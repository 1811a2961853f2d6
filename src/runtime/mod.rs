//! # Container Runtime Abstraction
//!
//! Trait and implementations for the container backend used by the
//! containerized execution adapter.
//!
//! ## Overview
//!
//! - [`ContainerRuntime`] - core trait: run, pull, prune
//! - [`ContainerHandle`] - one running container: wait with deadline, stop
//! - [`DockerRuntime`] - production runtime shelling out to the `docker` CLI
//! - [`MockRuntime`] - test runtime with configurable exit code, delay and
//!   scores payload
//!
//! Use [`create_runtime`] to instantiate a runtime by name.

mod docker;
mod mock;

pub use docker::DockerRuntime;
pub use mock::{MockRuntime, RunInvocation};

use std::path::PathBuf;
use std::process::Command;
use std::sync::Arc;
use std::time::Duration;

use async_trait::async_trait;
use once_cell::sync::OnceCell;

use crate::error::DriftError;

// ============================================================================
// VOLUMES AND WAIT OUTCOME
// ============================================================================

/// A host directory mounted into the container
#[derive(Debug, Clone, PartialEq, Eq)]
pub struct VolumeMount {
    pub source: PathBuf,
    pub target: String,
    pub read_only: bool,
}

impl VolumeMount {
    pub fn read_only(source: impl Into<PathBuf>, target: impl Into<String>) -> Self {
        Self {
            source: source.into(),
            target: target.into(),
            read_only: true,
        }
    }

    pub fn read_write(source: impl Into<PathBuf>, target: impl Into<String>) -> Self {
        Self {
            source: source.into(),
            target: target.into(),
            read_only: false,
        }
    }
}

/// Result of waiting on a container
#[derive(Debug, Clone, Copy, PartialEq, Eq)]
pub enum WaitOutcome {
    /// Container finished with the given exit code
    Exited(i64),
    /// Deadline elapsed before the container finished
    TimedOut,
}

// ============================================================================
// RUNTIME TRAITS
// ============================================================================

/// One detached container run
#[async_trait]
pub trait ContainerHandle: Send {
    /// Runtime-assigned container identifier
    fn id(&self) -> &str;

    /// Block until the container exits or the deadline elapses.
    /// Never hangs past the deadline.
    async fn wait(&mut self, deadline: Duration) -> Result<WaitOutcome, DriftError>;

    /// Forcibly stop the container
    async fn stop(&mut self) -> Result<(), DriftError>;
}

/// Core trait that all container runtimes must implement
#[async_trait]
pub trait ContainerRuntime: Send + Sync {
    /// Returns the runtime name (e.g. "docker", "mock")
    fn name(&self) -> &str;

    /// Launch a container detached and return a handle to it
    async fn run(
        &self,
        image: &str,
        command: &[String],
        volumes: &[VolumeMount],
        env: &[(String, String)],
    ) -> Result<Box<dyn ContainerHandle>, DriftError>;

    /// Pull or refresh an image
    async fn pull(&self, image: &str, tag: &str) -> Result<(), DriftError>;

    /// Remove all stopped containers
    async fn prune_stopped(&self) -> Result<(), DriftError>;

    /// Check whether the runtime backend is reachable
    fn is_available(&self) -> bool {
        true
    }
}

/// Create a runtime instance by name
pub fn create_runtime(name: &str) -> Result<Arc<dyn ContainerRuntime>, DriftError> {
    match name.to_lowercase().as_str() {
        "docker" => Ok(Arc::new(DockerRuntime::new())),
        "mock" => Ok(Arc::new(MockRuntime::new())),
        _ => Err(DriftError::Configuration(format!(
            "Unknown container runtime: '{}'. Available: docker, mock",
            name
        ))),
    }
}

// ============================================================================
// HOST IDENTITY
// ============================================================================

static HOST_UID: OnceCell<String> = OnceCell::new();

/// Numeric uid of the current process owner, cached per process
pub fn host_uid() -> String {
    HOST_UID
        .get_or_init(|| {
            Command::new("id")
                .arg("-u")
                .output()
                .ok()
                .map(|out| String::from_utf8_lossy(&out.stdout).trim().to_string())
                .unwrap_or_default()
        })
        .clone()
}

/// Numeric gid of the given group name, empty when the group is unknown
pub fn host_gid(group: &str) -> String {
    let output = Command::new("getent").args(["group", group]).output();
    match output {
        Ok(out) => {
            let line = String::from_utf8_lossy(&out.stdout);
            line.trim().split(':').nth(2).unwrap_or("").to_string()
        }
        Err(_) => String::new(),
    }
}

> [Your instructions]:
Which lines above run from the one containing "async fn stop(&mut" to the one containing "handle to it"? Give them again exactly, both ends included.

> [Problem solution]:
    async fn stop(&mut self) -> Result<(), DriftError>;
}

/// Core trait that all container runtimes must implement
#[async_trait]
pub trait ContainerRuntime: Send + Sync {
    /// Returns the runtime name (e.g. "docker", "mock")
    fn name(&self) -> &str;

    /// Launch a container detached and return a handle to it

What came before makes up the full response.